Understanding Parallel Computing: GPUs vs CPUs Explained Simply with role of CUDA

Updated on December 25, 2024
👁 Understanding Parallel Computing: GPUs vs CPUs Explained Simply with role of CUDA

Introduction

In 1996, NVIDIA entered the 3D accelerator market initially behind the competition. However, through constant learning and improvement, they achieved major success in 1999 with the introduction of the GeForce 256, recognized as the first graphics card termed a GPU. Initially designed for gaming, GPUs later found a plethora of business applications in math, science, and engineering.

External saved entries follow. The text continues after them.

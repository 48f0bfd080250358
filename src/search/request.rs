pub const DEFAULT_BASE_URL: &str = "http://10.1.72.173/nemoread/master/result/search/api.php";

/// Fixed query parameters sent with every lookup; `key` is appended last.
const FIXED_QUERY: &str = "type=all_uri&limit=100&classify=1";

/// Builds the lookup URL for one key.
///
/// The key is appended as-is. Characters such as `&` or spaces are not escaped.
pub fn build_request_url(base_url: &str, key: &str) -> String {
    format!("{}?{}&key={}", base_url, FIXED_QUERY, key)
}
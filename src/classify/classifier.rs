use std::str::FromStr;

use serde::{Deserialize, Serialize};

use crate::classify::parser::{ParseMode, RawRecord, RecordIter};
use crate::error::{Error, Result};
use crate::models::{CategoryCaps, ClassifiedBatch};

/// Whether scanning stops once Content and Directory are full.
///
/// `EarlyExit` abandons any ImageNovel URLs that appear after that point. `Full` reads the
/// whole response before truncating.
#[derive(Debug, Clone, Copy, Default, PartialEq, Eq, Serialize, Deserialize)]
#[serde(rename_all = "kebab-case")]
pub enum ScanMode {
    #[default]
    EarlyExit,
    Full,
}

impl FromStr for ScanMode {
    type Err = Error;

    fn from_str(s: &str) -> Result<Self> {
        match s.to_lowercase().as_str() {
            "early-exit" | "early_exit" | "early" => Ok(ScanMode::EarlyExit),
            "full" => Ok(ScanMode::Full),
            other => Err(Error::Config(format!(
                "unknown scan mode {:?} (expected early-exit or full)",
                other
            ))),
        }
    }
}

impl std::fmt::Display for ScanMode {
    fn fmt(&self, f: &mut std::fmt::Formatter<'_>) -> std::fmt::Result {
        match self {
            ScanMode::EarlyExit => write!(f, "early-exit"),
            ScanMode::Full => write!(f, "full"),
        }
    }
}

#[derive(Debug, Clone, Copy, Default, PartialEq, Eq, Serialize, Deserialize)]
pub struct DiscardCounts {
    pub malformed: usize,
    pub suppressed: usize,
    pub unclassified: usize,
}

impl DiscardCounts {
    pub fn total(&self) -> usize {
        self.malformed + self.suppressed + self.unclassified
    }
}

#[derive(Debug, Clone, Default, PartialEq, Eq)]
pub struct Classification {
    pub batch: ClassifiedBatch,
    pub discarded: DiscardCounts,
    /// Set when scanning stopped before the end of the body.
    pub stopped_early: bool,
}

#[derive(Debug, Clone, Default)]
pub struct Classifier {
    caps: CategoryCaps,
    scan_mode: ScanMode,
    parse_mode: ParseMode,
}

impl Classifier {
    pub fn new(caps: CategoryCaps, scan_mode: ScanMode, parse_mode: ParseMode) -> Self {
        Self {
            caps,
            scan_mode,
            parse_mode,
        }
    }

    /// Sorts a response body into capped per-category URL lists.
    ///
    /// Pure: the same body always gives the same result. Only `ParseMode::Strict` can fail.
    pub fn classify(&self, body: &str) -> Result<Classification> {
        let mut result = Classification::default();

        for (index, raw) in RecordIter::new(body).enumerate() {
            match raw {
                RawRecord::Malformed(chunk) => {
                    if self.parse_mode == ParseMode::Strict {
                        return Err(Error::MalformedRecord {
                            index,
                            record: chunk.to_string(),
                        });
                    }
                    result.discarded.malformed += 1;
                }
                RawRecord::Valid(record) if record.is_suppressed() => {
                    result.discarded.suppressed += 1;
                }
                RawRecord::Valid(record) => match record.category() {
                    Some(category) => result.batch.push(category, record.url),
                    None => {
                        if self.parse_mode == ParseMode::Strict {
                            return Err(Error::MalformedRecord {
                                index,
                                record: format!("{},{}", record.url, record.level_flag),
                            });
                        }
                        result.discarded.unclassified += 1;
                    }
                },
            }

            // Checked after every record, discarded ones included.
            if self.scan_mode == ScanMode::EarlyExit && result.batch.primary_lists_full(&self.caps)
            {
                result.stopped_early = true;
                break;
            }
        }

        result.batch.truncate_to(&self.caps);
        Ok(result)
    }
}
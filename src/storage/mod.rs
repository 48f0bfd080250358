pub mod sinks;

pub use sinks::{FileSinks, MemorySinks, SinkNames, SinkWriter};
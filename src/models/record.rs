use serde::{Deserialize, Serialize};

/// Level flag the search endpoint uses to mark a URL as not worth keeping.
pub const SUPPRESSED_FLAG: &str = "-1";

/// One `url,level` pair from a search response.
#[derive(Debug, Clone, PartialEq, Eq, Serialize, Deserialize)]
pub struct Record {
    pub url: String,
    pub level_flag: String,
}

impl Record {
    pub fn new(url: impl Into<String>, level_flag: impl Into<String>) -> Self {
        Self {
            url: url.into(),
            level_flag: level_flag.into(),
        }
    }

    pub fn is_suppressed(&self) -> bool {
        self.level_flag == SUPPRESSED_FLAG
    }

    pub fn category(&self) -> Option<Category> {
        Category::from_flag(&self.level_flag)
    }
}

#[derive(Debug, Clone, Copy, Serialize, Deserialize, PartialEq, Eq, Hash)]
pub enum Category {
    /// Chapter text pages (`1`).
    Content,
    /// Table-of-contents pages (`3`).
    Directory,
    /// Novels published as scanned images (`2`).
    ImageNovel,
}

impl Category {
    pub const ALL: [Category; 3] = [Category::Content, Category::Directory, Category::ImageNovel];

    pub fn from_flag(flag: &str) -> Option<Self> {
        match flag {
            "1" => Some(Category::Content),
            "3" => Some(Category::Directory),
            "2" => Some(Category::ImageNovel),
            _ => None,
        }
    }

    pub fn flag(&self) -> &'static str {
        match self {
            Category::Content => "1",
            Category::Directory => "3",
            Category::ImageNovel => "2",
        }
    }
}

impl std::fmt::Display for Category {
    fn fmt(&self, f: &mut std::fmt::Formatter<'_>) -> std::fmt::Result {
        match self {
            Category::Content => write!(f, "Content"),
            Category::Directory => write!(f, "Directory"),
            Category::ImageNovel => write!(f, "ImageNovel"),
        }
    }
}
pub mod request;
pub mod fetcher;
pub mod client;

pub use request::{build_request_url, DEFAULT_BASE_URL};
pub use fetcher::Fetcher;
pub use client::SearchClient;
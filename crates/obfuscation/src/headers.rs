//! HTTP header case and whitespace randomization

use shroud_protocol::RequestHead;

/// Randomizes letter case of header names (and optionally the method) and
/// pads the optional whitespace after header colons
///
/// Only the request head is touched; a body following the blank line is
/// copied unchanged.
#[derive(Debug, Clone, Copy, PartialEq, Eq)]
pub struct HeaderRandomizer {
    /// Randomize header name case
    pub randomize_case: bool,
    /// Also randomize the request method (only for peers that accept it)
    pub randomize_method: bool,
    /// Insert 1-3 extra spaces after each header colon
    pub extra_whitespace: bool,
}

impl Default for HeaderRandomizer {
    fn default() -> Self {
        Self {
            randomize_case: true,
            randomize_method: false,
            extra_whitespace: false,
        }
    }
}

impl HeaderRandomizer {
    pub fn is_noop(&self) -> bool {
        !self.randomize_case && !self.randomize_method && !self.extra_whitespace
    }

    /// Whether the output has the same length and layout as the input
    pub fn preserves_length(&self) -> bool {
        !self.extra_whitespace
    }

    /// Apply to a request; `None` when the input has no parseable request line
    pub fn apply(&self, request: &[u8]) -> Option<Vec<u8>> {
        let head = RequestHead::parse(request)?;
        let mut out = Vec::with_capacity(request.len() + head.headers.len() * 3);

        if self.randomize_method {
            out.extend(request[head.method.clone()].iter().map(|&b| random_case(b)));
            out.extend_from_slice(&request[head.method.end..head.request_line.end]);
        } else {
            out.extend_from_slice(&request[..head.request_line.end]);
        }
        let mut pos = head.request_line.end;

        for header in &head.headers {
            // Terminators and skipped lines between headers
            out.extend_from_slice(&request[pos..header.name.start]);

            if self.randomize_case {
                out.extend(request[header.name.clone()].iter().map(|&b| random_case(b)));
            } else {
                out.extend_from_slice(&request[header.name.clone()]);
            }
            out.push(b':');

            if self.extra_whitespace {
                out.extend(std::iter::repeat_n(b' ', fastrand::usize(1..=3)));
            }

            pos = header.colon + 1;
        }

        out.extend_from_slice(&request[pos..]);
        Some(out)
    }
}

/// Flip an ASCII letter to upper or lower case with equal probability
fn random_case(b: u8) -> u8 {
    if !b.is_ascii_alphabetic() {
        return b;
    }
    if fastrand::bool() {
        b.to_ascii_uppercase()
    } else {
        b.to_ascii_lowercase()
    }
}
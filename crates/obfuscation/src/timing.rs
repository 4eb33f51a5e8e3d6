//! Timing jitter ranges

use std::time::Duration;

use serde::{Deserialize, Serialize};

use crate::error::ObfuscationError;

/// Inclusive millisecond range a delay is drawn from
#[derive(Debug, Clone, Copy, PartialEq, Eq, Serialize, Deserialize)]
pub struct DelayRange {
    pub min_ms: u64,
    pub max_ms: u64,
}

impl Default for DelayRange {
    fn default() -> Self {
        Self::ZERO
    }
}

impl DelayRange {
    /// No delay
    pub const ZERO: Self = Self::new(0, 0);

    pub const fn new(min_ms: u64, max_ms: u64) -> Self {
        Self { min_ms, max_ms }
    }

    /// Constant delay
    pub const fn fixed(ms: u64) -> Self {
        Self::new(ms, ms)
    }

    pub fn is_zero(&self) -> bool {
        self.max_ms == 0
    }

    /// Draw a random delay from the range
    pub fn sample(&self) -> Duration {
        if self.max_ms <= self.min_ms {
            return Duration::from_millis(self.min_ms);
        }
        Duration::from_millis(fastrand::u64(self.min_ms..=self.max_ms))
    }

    /// Same range with both bounds multiplied by `factor`
    pub fn scaled(&self, factor: f64) -> Self {
        Self {
            min_ms: (self.min_ms as f64 * factor).round() as u64,
            max_ms: (self.max_ms as f64 * factor).round() as u64,
        }
    }

    pub fn validate(&self, what: &'static str) -> Result<(), ObfuscationError> {
        if self.min_ms > self.max_ms {
            return Err(ObfuscationError::InvalidRange {
                what,
                min: self.min_ms,
                max: self.max_ms,
            });
        }
        Ok(())
    }

    /// Sleep for a sampled delay
    pub async fn sleep(&self) {
        let delay = self.sample();
        if !delay.is_zero() {
            tokio::time::sleep(delay).await;
        }
    }
}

In 2003, Ian Buck and his team introduced Brook, the initial widely embraced programming model that expanded C by incorporating data-parallel constructs. Buck later played a key role at NVIDIA, leading the 2006 launch of CUDA, the first commercially available solution for general-purpose computing on GPUs.

CUDA serves as the connecting bridge between Nvidia GPUs and GPU-based applications, enabling popular deep learning libraries like TensorFlow and PyTorch to leverage GPU acceleration. This capability is crucial for optimizing deep learning tasks and underscores the importance of using GPUs in the field. Today, CUDA is widely considered essential for any AI development, and is a software component of any AI development pipeline.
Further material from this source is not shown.